X
Business

Digging into the RightNow Salesnet deal

RightNow's motives in acquiring Salesnet have more to do with defending its own customer base than going head-to-head with Salesforce.com in the volume small business market
Written by Phil Wainewright, Contributor

People have often asked me if I knew how much revenue Salesnet was making. RightNow's acquisition of the CRM vendor has answered their question: not very much. Information given by the CFO alongside Monday's after-the-bell announcement reveals that Salesnet was barely profitable on operating costs of about $1.25 million a quarter. That implies annual revenues of just over $5 million.

RightNow CEO Greg Gianforte
The figure tallies with RightNow's projection of $1.5-to-2 million extra revenue this financial year as a result of the deal, once you add on the value of already-paid and deferred revenues at the time of the acquisition. RightNow is paying $9 million cash to acquire Salesnet.

The figures also suggest that a rapid acquisition had become Salesnet's chosen exit route. To show a profit when sales were barely covering operating expenses, Salesnet must have savagely trimmed back investment in product development. I can imagine that reserves were running short, too. The company last raised funding in March 2004, when it announced a $10 million private equity round. In total, investors put $30 million into the company, which must leave them disappointed in the sale price it finally achieved (especially those who'd put money into earlier rounds).

Having said all that, the deal looks good for RightNow, and not only because of the keen price. Salesnet's founders Jonathan Tang and Rich Perkett must also be pleased to have found a good home for their venture. RightNow looks after its staff and has taken on both the co-founders and their team.

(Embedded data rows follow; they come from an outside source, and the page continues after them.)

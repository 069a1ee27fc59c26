use std::fs::{File, OpenOptions};
use std::io::{self, BufWriter, Write};
use std::path::{Path, PathBuf};

/// An open log file with a running byte count.
///
/// The file is always opened in append mode, so reopening a path after a
/// restart continues where the previous process stopped. The writer is the
/// only handle a sink holds on its file; [`FileWriter::close`] consumes it,
/// which makes writing after close or closing twice impossible.
#[derive(Debug)]
pub struct FileWriter {
    /// Path the file was opened at.
    path: PathBuf,
    /// Buffered handle. Unbuffered writers flush after every append.
    inner: BufWriter<File>,
    /// Bytes in the file, including content from before it was opened.
    size: u64,
    /// Whether flushing is deferred.
    buffered: bool,
}

impl FileWriter {
    /// Open `path` for appending, creating it and any missing parent directories.
    pub fn open(path: &Path, buffered: bool) -> io::Result<Self> {
        if let Some(parent) = path.parent()
            && !parent.as_os_str().is_empty()
        {
            std::fs::create_dir_all(parent)?;
        }

        let file = OpenOptions::new().create(true).append(true).open(path)?;
        let size = file.metadata().map(|m| m.len()).unwrap_or(0);

        Ok(Self {
            path: path.to_path_buf(),
            inner: BufWriter::new(file),
            size,
            buffered,
        })
    }

    /// Append one complete record.
    pub fn append(&mut self, bytes: &[u8]) -> io::Result<()> {
        self.inner.write_all(bytes)?;
        self.size += bytes.len() as u64;
        if !self.buffered {
            self.inner.flush()?;
        }
        Ok(())
    }

    /// Bytes in the file, counting buffered but unflushed data.
    pub fn size(&self) -> u64 {
        self.size
    }

    /// Path the file was opened at.
    pub fn path(&self) -> &Path {
        &self.path
    }

    /// Push buffered data to the operating system.
    pub fn flush(&mut self) -> io::Result<()> {
        self.inner.flush()
    }

    /// Flush, sync to disk and release the handle.
    pub fn close(mut self) -> io::Result<()> {
        self.inner.flush()?;
        self.inner.get_ref().sync_all()
    }
}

Salesnet's key strength was its integration of workflow technology into salesforce automation (SFA). Whereas most people think of on-demand SFA as little more than a browser-based contact manager, the addition of workflow adds extra structure to the way users interact with their sales contacts. As RightNow's CEO Greg Gianforte (pictured above) explained on Monday afternoon, "Where Salesnet differentiates itself is in the more complex B2B environment where there is a definitive process of selling. That enables you to standardize best practices across a sales organization." Or as Salesnet's marketing pitch puts it, make all hundred of your sales reps as successful as your top twenty.

This kind of structured selling is a great fit for the knowledge-based customer support that is RightNow's core offering. It also explains why, even though Salesnet competes head-to-head with Salesforce.com, it averages 65 seats per customer in its direct accounts rather than Salesforce.com's 19.5, which I discussed in my posting last week. That average is much closer to RightNow's own and is a clear sign that RightNow isn't planning to mount an attack on Salesforce.com down in the volume small business market. Its motives in making the acquisition have more to do with stopping its rival encroaching on its own customer base as Salesforce.com steps up its sales overtures to larger enterprises.

That doesn't bode well however for the partner channel that Salesnet has built up, and which Gianforte described as "intriguing" in Monday's analyst call. This is the side of Salesnet's business that delivered the larger volume of its seats (and explains how in January it could claim 40,000 subscribers compared to Salesforce.com's 440,000 — almost one-tenth — and yet be generating barely one-seventieth of Salesforce.com's revenues. By the way, it also explains the discrepancy between the "4,000 to 5,000" customers Salesnet claimed then compared to the "several hundred" Gianforte spoke of acquiring on Monday). Unless Tang and Perkett can find a way of rapidly persuading Gianforte that the channel will add real value to RightNow's proposition and profitability then I suspect it's not going to remain a focus.